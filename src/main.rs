use clap::{Parser, Subcommand};
use std::io::Write;
use std::path::PathBuf;
use tracing_subscriber::EnvFilter;
use unbundle::bundle::Bundle;
use unbundle::extract::{DirectorySink, ExtractOptions, Extractor};
use unbundle::manifest::Outcome;
use unbundle::object::EntryState;

#[derive(Parser)]
#[command(name = "unbundle", version, about = "Inspect and extract game asset bundles")]
struct Cli {
    /// Log at debug level (overridden by RUST_LOG)
    #[arg(short, long, global = true)]
    verbose: bool,
    #[command(subcommand)]
    command: Commands,
}

#[derive(Subcommand)]
enum Commands {
    /// Decode every entry and write the results to a directory
    Extract {
        input: PathBuf,
        #[arg(short = 'o', long, default_value = "out")]
        output_dir: PathBuf,
        /// Worker threads (0 = one per core)
        #[arg(short = 'j', long, default_value = "0")]
        threads: usize,
        /// Sort outputs into textures/, audio/, text/, ... folders
        #[arg(short, long)]
        group: bool,
        /// Manifest path (default: <output_dir>/manifest.json)
        #[arg(long)]
        manifest: Option<PathBuf>,
        /// Do not write a manifest file
        #[arg(long, conflicts_with = "manifest")]
        no_manifest: bool,
        /// Also write a browsable HTML report to this path
        #[arg(long)]
        html: Option<PathBuf>,
        /// No progress line
        #[arg(short, long)]
        quiet: bool,
    },
    /// List directory entries
    List {
        input: PathBuf,
    },
    /// Show container metadata and resolution statistics
    Info {
        input: PathBuf,
    },
}

fn main() -> Result<(), Box<dyn std::error::Error>> {
    let cli = Cli::parse();
    let default_level = if cli.verbose { "debug" } else { "info" };
    tracing_subscriber::fmt()
        .with_env_filter(
            EnvFilter::try_from_default_env().unwrap_or_else(|_| EnvFilter::new(default_level)),
        )
        .with_writer(std::io::stderr)
        .init();

    match cli.command {

        // ── Extract ──────────────────────────────────────────────────────────
        Commands::Extract { input, output_dir, threads, group, manifest, no_manifest, html, quiet } => {
            let bundle = Bundle::open(&input)?;
            let options = ExtractOptions { threads, group_by_kind: group };
            let mut extractor = Extractor::new(DirectorySink::new(&output_dir)?).with_options(options);
            if !quiet {
                extractor = extractor.on_progress(|done, total| {
                    eprint!("\r  {done}/{total}");
                    let _ = std::io::stderr().flush();
                });
            }
            let result = bundle.extract_with(&extractor);
            if !quiet {
                eprintln!();
            }

            for row in result.entries.iter().filter(|e| e.outcome == Outcome::Failed) {
                println!("  failed   {:<32} {}", row.source_name, row.reason.as_deref().unwrap_or(""));
            }
            println!("{}: {}", bundle.name(), result.summary());

            if !no_manifest {
                let path = manifest.unwrap_or_else(|| output_dir.join("manifest.json"));
                std::fs::write(&path, result.to_json()?)?;
                println!("Manifest: {}", path.display());
            }
            if let Some(path) = html {
                std::fs::write(&path, result.to_html())?;
                println!("Report:   {}", path.display());
            }
        }

        // ── List ─────────────────────────────────────────────────────────────
        Commands::List { input } => {
            let bundle = Bundle::open(&input)?;
            println!("Bundle: {} (v{})", input.display(), bundle.version());
            println!("{:>5}  {:<32} {:<16} {:>12} {:>6}  CRC", "#", "Name", "Type", "Stored", "Codec");
            for e in bundle.list() {
                println!(
                    "{:>5}  {:<32} {:<16} {:>12} {:>6}  {}",
                    e.index,
                    e.name,
                    format!("{}({})", e.type_name, e.type_tag),
                    e.stored_size,
                    e.compression.name(),
                    if e.has_checksum { "yes" } else { "-" },
                );
            }
        }

        // ── Info ─────────────────────────────────────────────────────────────
        Commands::Info { input } => {
            let bytes = std::fs::read(&input)?;
            let hash = blake3::hash(&bytes);
            let bundle = Bundle::from_bytes(input.display().to_string(), bytes)?;
            let graph = bundle.resolve();
            let header = bundle.header();
            let failed = graph
                .entries
                .iter()
                .filter(|(_, s)| matches!(s, EntryState::Failed(_)))
                .count();

            println!("── Asset bundle ─────────────────────────────────────────");
            println!("  Path            {}", input.display());
            println!("  Size            {} B", bundle.container_size());
            println!("  BLAKE3          {}", hex::encode(hash.as_bytes()));
            println!("  Format version  {}", header.version);
            println!("  Object endian   {:?}", header.object_endian());
            println!("  Directory at    {} B", header.directory_offset);
            println!("  Entries         {}", header.entry_count);
            println!("  Objects         {}", graph.len());
            println!("  Unreadable      {}", failed);
            println!("  Cycles broken   {}", graph.broken_cycles);
            println!("  Dangling refs   {}", graph.dangling);
        }
    }
    Ok(())
}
──────
Set down verbatim only the lines between the start of the data above and the line with "#[arg(short = 'o', long, default_value", both boundaries included.

filename src/main.rs
use clap::{Parser, Subcommand};
use std::io::Write;
use std::path::PathBuf;
use tracing_subscriber::EnvFilter;
use unbundle::bundle::Bundle;
use unbundle::extract::{DirectorySink, ExtractOptions, Extractor};
use unbundle::manifest::Outcome;
use unbundle::object::EntryState;

#[derive(Parser)]
#[command(name = "unbundle", version, about = "Inspect and extract game asset bundles")]
struct Cli {
    /// Log at debug level (overridden by RUST_LOG)
    #[arg(short, long, global = true)]
    verbose: bool,
    #[command(subcommand)]
    command: Commands,
}

#[derive(Subcommand)]
enum Commands {
    /// Decode every entry and write the results to a directory
    Extract {
        input: PathBuf,
        #[arg(short = 'o', long, default_value = "out")]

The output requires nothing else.